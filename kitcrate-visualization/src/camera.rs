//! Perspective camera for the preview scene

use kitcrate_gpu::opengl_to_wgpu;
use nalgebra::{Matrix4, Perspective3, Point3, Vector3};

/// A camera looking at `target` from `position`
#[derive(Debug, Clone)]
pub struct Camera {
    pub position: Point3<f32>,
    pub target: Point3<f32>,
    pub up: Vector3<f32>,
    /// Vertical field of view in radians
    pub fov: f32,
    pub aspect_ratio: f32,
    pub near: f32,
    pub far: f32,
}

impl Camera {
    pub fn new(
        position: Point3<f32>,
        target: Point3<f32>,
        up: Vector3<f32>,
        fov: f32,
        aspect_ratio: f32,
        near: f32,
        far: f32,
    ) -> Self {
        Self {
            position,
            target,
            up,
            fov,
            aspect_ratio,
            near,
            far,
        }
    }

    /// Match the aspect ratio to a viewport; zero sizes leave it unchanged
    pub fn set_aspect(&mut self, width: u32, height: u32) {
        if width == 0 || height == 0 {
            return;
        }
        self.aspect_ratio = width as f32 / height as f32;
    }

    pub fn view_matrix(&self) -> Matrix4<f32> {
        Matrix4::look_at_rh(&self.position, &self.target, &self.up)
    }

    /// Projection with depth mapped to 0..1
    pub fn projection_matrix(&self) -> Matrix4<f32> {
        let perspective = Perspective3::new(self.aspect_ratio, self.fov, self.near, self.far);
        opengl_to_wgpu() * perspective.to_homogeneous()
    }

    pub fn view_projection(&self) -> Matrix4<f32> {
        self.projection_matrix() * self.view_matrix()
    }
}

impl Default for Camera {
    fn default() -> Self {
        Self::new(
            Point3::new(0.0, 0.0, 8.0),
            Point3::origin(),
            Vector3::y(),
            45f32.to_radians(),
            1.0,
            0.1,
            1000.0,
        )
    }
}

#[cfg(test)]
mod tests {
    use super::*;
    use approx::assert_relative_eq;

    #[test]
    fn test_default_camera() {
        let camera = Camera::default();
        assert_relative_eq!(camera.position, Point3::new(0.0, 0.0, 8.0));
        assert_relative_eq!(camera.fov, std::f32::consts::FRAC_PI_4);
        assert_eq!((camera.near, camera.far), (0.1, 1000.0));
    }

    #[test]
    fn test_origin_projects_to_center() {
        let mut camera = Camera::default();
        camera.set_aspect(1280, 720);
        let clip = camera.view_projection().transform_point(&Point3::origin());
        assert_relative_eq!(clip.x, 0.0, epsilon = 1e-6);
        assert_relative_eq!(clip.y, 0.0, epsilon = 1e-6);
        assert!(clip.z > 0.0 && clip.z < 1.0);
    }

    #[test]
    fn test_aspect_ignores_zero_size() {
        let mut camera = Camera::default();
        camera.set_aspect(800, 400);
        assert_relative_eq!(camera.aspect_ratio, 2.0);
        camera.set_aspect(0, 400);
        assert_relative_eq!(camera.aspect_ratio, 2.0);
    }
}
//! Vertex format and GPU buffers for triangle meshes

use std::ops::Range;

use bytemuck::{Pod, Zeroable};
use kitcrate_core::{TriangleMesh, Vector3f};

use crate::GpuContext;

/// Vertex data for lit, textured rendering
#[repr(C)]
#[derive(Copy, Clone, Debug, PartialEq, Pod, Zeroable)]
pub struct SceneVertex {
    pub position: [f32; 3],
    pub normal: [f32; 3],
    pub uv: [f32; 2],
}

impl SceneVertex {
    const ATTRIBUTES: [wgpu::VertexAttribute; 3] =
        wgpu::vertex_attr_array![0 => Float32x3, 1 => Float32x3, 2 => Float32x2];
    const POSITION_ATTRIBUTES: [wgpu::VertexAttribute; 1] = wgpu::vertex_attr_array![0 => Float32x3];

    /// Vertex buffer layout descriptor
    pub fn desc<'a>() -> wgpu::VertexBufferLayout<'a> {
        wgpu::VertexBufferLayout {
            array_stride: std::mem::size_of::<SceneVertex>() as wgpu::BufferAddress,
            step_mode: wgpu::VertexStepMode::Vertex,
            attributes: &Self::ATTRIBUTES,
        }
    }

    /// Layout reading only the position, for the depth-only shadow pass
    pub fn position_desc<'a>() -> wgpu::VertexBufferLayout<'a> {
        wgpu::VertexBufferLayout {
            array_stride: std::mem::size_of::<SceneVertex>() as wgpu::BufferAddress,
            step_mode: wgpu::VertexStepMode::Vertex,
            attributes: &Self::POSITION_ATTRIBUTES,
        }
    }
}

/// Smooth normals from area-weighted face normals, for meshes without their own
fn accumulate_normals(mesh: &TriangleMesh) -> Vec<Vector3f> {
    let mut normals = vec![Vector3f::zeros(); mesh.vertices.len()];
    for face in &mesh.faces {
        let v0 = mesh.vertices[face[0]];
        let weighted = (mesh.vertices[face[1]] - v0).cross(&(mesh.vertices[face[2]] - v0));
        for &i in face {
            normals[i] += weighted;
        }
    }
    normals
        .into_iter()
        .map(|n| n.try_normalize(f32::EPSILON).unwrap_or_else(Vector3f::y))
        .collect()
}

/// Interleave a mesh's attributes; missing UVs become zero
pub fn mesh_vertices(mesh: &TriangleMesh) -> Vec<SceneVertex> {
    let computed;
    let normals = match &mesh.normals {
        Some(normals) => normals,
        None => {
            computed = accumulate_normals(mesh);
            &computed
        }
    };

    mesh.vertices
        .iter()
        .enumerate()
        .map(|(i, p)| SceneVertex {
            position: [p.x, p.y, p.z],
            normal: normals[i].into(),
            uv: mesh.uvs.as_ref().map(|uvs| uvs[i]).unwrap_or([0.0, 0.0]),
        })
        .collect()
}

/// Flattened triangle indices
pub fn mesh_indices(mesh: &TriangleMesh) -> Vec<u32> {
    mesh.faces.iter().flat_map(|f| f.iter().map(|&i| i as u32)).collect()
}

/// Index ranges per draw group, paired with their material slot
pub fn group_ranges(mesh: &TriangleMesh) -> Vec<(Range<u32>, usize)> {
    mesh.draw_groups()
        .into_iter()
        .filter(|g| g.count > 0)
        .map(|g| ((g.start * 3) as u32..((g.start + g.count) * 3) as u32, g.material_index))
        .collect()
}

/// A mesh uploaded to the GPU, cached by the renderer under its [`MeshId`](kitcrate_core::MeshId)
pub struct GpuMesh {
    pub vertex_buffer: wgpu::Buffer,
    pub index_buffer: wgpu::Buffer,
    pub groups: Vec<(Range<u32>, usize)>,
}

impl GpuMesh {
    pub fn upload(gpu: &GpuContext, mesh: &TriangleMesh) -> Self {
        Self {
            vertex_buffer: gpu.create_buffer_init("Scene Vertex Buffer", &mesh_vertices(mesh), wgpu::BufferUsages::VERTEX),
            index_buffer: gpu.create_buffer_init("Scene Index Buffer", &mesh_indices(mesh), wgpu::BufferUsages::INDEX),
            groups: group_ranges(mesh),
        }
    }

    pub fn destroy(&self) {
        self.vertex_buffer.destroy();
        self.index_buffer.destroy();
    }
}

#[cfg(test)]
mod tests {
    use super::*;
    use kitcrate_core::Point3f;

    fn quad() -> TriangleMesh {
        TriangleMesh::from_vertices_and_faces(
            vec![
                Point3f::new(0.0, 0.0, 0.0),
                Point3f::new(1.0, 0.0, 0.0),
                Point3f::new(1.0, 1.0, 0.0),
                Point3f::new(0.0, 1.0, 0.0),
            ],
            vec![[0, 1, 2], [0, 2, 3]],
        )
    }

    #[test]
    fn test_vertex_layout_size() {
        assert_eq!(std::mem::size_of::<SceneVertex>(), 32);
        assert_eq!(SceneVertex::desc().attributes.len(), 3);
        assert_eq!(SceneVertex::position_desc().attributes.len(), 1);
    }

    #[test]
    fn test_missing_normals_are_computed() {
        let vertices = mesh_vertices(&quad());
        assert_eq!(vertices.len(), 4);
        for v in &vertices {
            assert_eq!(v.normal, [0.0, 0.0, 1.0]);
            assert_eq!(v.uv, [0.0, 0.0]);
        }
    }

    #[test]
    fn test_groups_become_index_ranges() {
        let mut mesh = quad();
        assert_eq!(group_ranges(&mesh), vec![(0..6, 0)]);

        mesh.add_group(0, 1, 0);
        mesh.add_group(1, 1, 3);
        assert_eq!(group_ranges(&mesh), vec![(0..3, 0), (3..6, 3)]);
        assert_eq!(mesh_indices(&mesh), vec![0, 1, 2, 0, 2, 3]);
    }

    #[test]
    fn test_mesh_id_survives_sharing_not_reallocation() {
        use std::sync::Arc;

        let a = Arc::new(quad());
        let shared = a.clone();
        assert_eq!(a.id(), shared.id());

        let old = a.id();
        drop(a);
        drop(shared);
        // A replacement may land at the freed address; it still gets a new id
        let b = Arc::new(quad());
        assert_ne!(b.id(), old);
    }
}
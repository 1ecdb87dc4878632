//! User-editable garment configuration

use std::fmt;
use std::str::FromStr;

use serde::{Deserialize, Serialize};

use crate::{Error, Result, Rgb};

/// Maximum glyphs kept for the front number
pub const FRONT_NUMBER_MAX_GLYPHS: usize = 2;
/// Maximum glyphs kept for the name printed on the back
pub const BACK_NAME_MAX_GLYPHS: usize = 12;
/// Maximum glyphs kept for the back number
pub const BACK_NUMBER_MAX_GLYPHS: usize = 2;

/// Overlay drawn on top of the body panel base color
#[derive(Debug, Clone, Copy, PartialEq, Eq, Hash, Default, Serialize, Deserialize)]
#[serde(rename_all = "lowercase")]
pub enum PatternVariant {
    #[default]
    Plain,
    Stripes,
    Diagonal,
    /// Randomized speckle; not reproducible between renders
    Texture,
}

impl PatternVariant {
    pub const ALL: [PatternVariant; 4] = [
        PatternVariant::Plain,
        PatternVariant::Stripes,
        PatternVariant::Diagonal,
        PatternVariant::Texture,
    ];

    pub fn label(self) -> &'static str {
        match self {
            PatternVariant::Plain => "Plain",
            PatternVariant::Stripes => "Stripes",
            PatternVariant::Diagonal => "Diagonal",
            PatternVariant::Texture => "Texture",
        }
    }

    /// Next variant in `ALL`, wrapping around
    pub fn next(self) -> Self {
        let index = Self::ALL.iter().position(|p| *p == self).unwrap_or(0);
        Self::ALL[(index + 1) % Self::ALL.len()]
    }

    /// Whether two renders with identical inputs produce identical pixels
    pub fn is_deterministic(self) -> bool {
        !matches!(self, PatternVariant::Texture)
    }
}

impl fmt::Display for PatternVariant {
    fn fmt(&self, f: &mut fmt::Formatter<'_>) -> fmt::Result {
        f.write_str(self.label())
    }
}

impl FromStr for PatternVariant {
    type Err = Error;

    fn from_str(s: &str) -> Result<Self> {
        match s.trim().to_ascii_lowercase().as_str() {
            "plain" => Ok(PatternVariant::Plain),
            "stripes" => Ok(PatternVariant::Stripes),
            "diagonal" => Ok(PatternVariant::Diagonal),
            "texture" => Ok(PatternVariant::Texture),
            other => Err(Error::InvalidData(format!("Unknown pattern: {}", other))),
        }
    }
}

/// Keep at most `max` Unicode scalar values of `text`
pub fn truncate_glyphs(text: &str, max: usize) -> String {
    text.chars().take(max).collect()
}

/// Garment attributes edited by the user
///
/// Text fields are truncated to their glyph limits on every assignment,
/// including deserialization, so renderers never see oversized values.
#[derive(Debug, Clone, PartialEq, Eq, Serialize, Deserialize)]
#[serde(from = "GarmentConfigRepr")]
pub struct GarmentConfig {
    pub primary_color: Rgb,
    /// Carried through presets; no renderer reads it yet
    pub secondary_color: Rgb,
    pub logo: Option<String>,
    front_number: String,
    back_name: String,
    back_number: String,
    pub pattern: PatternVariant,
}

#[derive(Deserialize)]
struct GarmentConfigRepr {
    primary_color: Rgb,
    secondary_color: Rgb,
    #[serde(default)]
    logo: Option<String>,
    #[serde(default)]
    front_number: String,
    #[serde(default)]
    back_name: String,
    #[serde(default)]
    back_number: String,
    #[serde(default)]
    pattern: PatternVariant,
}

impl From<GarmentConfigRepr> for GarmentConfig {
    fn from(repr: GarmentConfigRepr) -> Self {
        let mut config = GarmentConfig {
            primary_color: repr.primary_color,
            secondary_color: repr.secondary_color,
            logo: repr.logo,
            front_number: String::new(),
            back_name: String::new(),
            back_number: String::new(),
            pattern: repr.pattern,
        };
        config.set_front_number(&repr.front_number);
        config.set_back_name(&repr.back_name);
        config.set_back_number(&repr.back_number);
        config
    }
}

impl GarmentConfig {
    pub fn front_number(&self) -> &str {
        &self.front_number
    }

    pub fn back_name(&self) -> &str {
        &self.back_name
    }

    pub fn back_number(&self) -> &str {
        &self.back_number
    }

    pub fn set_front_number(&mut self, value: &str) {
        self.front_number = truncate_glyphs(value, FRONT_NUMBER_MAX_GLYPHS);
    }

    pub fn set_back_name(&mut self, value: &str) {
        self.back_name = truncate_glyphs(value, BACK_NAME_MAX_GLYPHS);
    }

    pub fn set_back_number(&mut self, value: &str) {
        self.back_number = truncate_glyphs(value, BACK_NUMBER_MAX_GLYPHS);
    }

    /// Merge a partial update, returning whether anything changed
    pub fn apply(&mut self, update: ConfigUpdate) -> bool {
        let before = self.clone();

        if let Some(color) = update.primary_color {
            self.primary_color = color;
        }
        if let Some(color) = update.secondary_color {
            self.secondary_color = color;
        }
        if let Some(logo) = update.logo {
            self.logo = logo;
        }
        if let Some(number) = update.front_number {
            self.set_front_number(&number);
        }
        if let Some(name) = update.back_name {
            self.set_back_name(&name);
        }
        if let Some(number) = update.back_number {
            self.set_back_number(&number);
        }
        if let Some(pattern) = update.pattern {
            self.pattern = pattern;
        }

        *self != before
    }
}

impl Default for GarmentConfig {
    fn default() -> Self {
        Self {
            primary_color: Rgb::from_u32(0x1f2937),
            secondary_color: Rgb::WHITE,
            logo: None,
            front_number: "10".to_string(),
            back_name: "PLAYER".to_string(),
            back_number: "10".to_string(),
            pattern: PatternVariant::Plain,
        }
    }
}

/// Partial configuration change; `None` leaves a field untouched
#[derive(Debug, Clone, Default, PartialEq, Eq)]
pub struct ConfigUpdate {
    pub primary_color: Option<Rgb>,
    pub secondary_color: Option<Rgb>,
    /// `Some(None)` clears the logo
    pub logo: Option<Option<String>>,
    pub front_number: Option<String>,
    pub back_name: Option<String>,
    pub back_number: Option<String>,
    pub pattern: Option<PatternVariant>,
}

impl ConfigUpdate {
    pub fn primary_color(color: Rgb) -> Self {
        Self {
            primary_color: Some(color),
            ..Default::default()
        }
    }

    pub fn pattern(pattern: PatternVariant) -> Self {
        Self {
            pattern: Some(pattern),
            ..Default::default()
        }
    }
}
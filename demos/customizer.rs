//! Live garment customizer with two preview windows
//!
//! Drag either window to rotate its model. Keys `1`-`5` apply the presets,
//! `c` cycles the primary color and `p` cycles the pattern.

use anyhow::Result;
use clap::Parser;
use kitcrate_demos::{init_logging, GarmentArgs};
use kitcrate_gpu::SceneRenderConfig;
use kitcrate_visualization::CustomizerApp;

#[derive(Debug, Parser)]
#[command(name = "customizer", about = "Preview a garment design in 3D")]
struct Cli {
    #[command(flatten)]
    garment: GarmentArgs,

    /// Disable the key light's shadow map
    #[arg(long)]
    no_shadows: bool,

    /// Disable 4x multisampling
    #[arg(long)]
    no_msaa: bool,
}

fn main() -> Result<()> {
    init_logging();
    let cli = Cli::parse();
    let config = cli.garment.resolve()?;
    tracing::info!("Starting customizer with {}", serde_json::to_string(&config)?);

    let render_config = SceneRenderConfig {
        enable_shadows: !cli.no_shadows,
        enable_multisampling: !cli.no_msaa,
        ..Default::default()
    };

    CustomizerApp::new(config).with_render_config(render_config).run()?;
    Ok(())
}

Work request
Which lines above carry the string "Parser"? Copy those lines.

Response for this exercise
use clap::Parser;
#[derive(Debug, Parser)]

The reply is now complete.